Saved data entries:

━━━━

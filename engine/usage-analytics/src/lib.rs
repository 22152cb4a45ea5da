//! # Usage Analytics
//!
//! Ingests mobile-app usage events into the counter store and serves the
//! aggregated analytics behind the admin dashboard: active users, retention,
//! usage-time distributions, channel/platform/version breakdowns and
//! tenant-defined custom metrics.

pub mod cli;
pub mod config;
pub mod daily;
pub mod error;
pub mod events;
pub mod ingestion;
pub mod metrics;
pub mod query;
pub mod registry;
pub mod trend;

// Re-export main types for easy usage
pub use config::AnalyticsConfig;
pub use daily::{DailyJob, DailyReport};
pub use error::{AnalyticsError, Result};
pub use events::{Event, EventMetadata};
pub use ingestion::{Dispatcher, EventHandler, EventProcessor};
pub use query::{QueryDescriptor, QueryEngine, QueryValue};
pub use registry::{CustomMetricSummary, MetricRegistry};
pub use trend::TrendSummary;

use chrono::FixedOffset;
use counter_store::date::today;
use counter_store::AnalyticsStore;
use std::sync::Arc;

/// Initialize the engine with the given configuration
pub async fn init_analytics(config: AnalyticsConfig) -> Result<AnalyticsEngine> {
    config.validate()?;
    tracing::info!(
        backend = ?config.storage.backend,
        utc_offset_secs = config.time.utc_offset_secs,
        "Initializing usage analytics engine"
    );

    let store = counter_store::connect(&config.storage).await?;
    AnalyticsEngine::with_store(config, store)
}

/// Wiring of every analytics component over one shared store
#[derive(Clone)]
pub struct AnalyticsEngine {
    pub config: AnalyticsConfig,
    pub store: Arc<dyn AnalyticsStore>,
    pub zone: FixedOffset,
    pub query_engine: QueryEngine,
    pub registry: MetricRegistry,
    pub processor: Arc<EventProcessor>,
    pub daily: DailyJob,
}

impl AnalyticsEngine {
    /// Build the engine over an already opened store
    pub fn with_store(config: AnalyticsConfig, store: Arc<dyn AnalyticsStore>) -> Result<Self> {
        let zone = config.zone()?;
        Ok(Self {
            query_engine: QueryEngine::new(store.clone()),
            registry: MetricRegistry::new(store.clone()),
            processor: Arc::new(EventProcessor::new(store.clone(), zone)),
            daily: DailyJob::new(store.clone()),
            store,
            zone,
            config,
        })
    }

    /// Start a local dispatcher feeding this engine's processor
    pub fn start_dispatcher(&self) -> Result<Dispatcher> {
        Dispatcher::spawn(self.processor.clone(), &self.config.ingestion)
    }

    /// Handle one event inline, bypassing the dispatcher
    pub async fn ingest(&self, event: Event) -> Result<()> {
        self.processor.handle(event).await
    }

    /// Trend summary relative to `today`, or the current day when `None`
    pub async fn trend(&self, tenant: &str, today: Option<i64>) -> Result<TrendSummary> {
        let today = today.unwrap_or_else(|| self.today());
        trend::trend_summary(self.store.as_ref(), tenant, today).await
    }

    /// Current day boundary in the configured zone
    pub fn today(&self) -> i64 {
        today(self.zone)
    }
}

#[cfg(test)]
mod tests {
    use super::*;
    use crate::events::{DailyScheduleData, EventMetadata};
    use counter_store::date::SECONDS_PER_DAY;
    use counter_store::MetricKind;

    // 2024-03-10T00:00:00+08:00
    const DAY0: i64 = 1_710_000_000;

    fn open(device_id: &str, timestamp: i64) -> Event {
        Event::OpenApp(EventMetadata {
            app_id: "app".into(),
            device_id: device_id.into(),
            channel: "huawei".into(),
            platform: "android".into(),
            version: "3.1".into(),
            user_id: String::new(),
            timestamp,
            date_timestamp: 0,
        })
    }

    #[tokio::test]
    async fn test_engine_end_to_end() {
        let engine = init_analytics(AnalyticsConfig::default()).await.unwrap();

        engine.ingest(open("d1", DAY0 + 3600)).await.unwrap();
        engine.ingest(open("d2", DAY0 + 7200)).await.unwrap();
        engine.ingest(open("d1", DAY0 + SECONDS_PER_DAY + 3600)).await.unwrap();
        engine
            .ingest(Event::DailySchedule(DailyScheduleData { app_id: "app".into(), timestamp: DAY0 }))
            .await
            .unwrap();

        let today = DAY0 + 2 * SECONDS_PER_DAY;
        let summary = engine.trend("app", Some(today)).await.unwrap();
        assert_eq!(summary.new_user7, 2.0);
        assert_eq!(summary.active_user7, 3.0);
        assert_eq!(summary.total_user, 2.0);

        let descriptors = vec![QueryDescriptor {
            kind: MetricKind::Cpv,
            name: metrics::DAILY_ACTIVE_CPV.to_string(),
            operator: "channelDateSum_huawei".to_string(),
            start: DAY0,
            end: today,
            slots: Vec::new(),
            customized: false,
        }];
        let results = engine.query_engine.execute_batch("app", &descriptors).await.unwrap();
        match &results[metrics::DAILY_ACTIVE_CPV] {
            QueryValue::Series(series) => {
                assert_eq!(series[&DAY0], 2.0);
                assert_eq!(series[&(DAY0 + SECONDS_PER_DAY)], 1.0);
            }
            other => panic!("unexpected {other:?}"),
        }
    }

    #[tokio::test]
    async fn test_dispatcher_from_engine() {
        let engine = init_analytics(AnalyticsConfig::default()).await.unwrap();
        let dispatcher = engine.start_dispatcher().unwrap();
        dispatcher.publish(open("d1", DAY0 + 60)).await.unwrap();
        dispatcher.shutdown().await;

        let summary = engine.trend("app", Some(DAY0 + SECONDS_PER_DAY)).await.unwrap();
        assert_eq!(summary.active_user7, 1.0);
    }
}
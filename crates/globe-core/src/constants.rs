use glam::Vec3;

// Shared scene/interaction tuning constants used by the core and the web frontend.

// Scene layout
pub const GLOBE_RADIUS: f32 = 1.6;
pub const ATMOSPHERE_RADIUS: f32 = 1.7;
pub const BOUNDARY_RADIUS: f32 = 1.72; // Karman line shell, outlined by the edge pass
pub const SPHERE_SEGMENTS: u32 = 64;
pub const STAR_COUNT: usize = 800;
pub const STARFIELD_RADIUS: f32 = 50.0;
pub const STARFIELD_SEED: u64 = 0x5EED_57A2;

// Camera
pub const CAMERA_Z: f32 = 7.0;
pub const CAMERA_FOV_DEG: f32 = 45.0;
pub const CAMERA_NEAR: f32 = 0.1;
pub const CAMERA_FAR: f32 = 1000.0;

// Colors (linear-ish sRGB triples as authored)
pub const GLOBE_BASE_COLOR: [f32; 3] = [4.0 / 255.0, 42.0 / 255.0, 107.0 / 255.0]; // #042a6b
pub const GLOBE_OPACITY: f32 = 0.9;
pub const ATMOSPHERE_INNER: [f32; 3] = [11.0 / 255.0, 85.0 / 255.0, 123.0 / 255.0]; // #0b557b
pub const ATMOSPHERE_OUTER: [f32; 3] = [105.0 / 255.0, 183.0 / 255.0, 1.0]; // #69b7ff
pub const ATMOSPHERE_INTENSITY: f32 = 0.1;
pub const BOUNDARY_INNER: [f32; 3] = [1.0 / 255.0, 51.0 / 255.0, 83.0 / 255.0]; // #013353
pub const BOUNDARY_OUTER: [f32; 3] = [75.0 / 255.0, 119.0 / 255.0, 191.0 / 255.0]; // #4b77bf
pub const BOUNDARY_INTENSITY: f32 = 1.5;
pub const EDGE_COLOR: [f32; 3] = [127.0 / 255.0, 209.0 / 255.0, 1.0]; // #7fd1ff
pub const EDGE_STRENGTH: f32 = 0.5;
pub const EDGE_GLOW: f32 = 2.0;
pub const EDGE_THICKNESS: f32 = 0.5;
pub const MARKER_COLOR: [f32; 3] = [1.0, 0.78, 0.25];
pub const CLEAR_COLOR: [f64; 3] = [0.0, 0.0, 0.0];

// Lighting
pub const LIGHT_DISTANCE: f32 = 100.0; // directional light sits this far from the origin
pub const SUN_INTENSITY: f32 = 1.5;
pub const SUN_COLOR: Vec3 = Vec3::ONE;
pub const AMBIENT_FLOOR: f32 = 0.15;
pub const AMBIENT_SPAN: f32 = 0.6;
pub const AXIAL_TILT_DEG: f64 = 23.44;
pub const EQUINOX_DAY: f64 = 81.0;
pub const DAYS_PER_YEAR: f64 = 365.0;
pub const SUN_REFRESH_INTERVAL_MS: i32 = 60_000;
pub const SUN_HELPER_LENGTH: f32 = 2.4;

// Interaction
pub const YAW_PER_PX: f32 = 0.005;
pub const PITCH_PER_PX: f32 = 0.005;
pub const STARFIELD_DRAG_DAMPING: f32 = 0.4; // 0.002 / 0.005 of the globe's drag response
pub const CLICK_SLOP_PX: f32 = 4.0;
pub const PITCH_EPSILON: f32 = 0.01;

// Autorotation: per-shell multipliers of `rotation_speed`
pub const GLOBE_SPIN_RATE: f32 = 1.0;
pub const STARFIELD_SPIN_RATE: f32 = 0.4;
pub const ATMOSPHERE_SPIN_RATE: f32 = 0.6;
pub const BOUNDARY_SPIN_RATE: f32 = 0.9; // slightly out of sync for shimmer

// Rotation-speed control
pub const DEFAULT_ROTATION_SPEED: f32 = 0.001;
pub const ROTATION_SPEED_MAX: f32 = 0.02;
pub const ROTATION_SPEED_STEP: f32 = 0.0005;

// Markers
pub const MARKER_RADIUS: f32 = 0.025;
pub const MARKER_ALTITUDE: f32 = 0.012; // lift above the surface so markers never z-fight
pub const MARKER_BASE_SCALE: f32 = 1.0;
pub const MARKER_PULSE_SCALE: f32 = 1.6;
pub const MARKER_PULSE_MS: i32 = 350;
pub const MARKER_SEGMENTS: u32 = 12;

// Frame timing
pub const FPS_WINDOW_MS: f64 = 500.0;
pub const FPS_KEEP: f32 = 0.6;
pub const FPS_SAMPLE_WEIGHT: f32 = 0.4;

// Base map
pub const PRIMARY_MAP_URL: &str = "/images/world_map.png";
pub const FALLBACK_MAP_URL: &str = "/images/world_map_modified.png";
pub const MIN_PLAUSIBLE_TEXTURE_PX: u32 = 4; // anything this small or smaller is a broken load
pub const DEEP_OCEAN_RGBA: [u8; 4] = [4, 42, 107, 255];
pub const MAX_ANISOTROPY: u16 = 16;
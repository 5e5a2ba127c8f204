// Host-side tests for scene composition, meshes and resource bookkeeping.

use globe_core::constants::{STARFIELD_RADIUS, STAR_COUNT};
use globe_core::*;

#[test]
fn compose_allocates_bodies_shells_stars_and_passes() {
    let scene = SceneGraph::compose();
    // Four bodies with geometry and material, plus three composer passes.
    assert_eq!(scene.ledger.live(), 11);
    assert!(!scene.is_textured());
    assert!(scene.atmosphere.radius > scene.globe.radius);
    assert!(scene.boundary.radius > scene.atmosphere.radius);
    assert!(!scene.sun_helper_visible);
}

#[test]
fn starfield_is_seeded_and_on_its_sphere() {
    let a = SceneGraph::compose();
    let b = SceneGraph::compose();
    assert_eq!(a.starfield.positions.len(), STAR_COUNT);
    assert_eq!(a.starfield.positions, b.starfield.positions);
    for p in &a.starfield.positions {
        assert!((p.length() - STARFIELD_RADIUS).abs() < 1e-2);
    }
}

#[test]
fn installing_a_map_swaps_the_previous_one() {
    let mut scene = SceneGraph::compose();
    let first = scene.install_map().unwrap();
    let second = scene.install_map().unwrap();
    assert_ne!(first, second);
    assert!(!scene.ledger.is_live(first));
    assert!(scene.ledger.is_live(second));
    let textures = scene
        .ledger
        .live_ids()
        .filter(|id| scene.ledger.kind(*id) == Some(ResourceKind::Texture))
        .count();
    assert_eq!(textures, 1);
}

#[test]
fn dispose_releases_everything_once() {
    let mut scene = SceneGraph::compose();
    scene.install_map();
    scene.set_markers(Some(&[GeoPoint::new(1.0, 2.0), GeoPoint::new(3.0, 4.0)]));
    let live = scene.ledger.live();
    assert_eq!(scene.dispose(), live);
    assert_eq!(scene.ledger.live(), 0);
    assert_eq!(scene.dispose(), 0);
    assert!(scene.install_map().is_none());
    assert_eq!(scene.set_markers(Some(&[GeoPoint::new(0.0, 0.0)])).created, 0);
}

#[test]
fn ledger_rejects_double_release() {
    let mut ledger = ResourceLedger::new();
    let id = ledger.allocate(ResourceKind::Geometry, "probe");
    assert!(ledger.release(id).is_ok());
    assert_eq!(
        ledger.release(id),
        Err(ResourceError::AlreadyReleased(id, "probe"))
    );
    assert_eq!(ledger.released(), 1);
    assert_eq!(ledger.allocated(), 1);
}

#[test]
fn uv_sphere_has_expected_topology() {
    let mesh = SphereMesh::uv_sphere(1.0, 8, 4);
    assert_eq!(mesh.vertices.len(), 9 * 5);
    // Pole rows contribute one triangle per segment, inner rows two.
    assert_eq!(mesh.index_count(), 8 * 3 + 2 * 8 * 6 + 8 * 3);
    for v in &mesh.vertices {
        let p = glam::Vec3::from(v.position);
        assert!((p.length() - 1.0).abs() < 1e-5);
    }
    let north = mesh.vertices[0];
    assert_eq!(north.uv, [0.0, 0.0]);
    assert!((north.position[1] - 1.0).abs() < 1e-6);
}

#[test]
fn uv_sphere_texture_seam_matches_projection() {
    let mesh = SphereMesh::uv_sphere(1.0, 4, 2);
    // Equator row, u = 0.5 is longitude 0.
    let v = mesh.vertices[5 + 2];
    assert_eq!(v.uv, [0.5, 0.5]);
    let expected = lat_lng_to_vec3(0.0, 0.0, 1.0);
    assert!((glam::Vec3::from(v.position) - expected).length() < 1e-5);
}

━━━━

= TO DO =
Copy the entries word for word. Start at the first line and end with the line containing "pub mod events;".

= ANSWER SPACE =
filename engine/usage-analytics/src/lib.rs
repository 22152cb4a45ea5da
//! # Usage Analytics
//!
//! Ingests mobile-app usage events into the counter store and serves the
//! aggregated analytics behind the admin dashboard: active users, retention,
//! usage-time distributions, channel/platform/version breakdowns and
//! tenant-defined custom metrics.

pub mod cli;
pub mod config;
pub mod daily;
pub mod error;
pub mod events;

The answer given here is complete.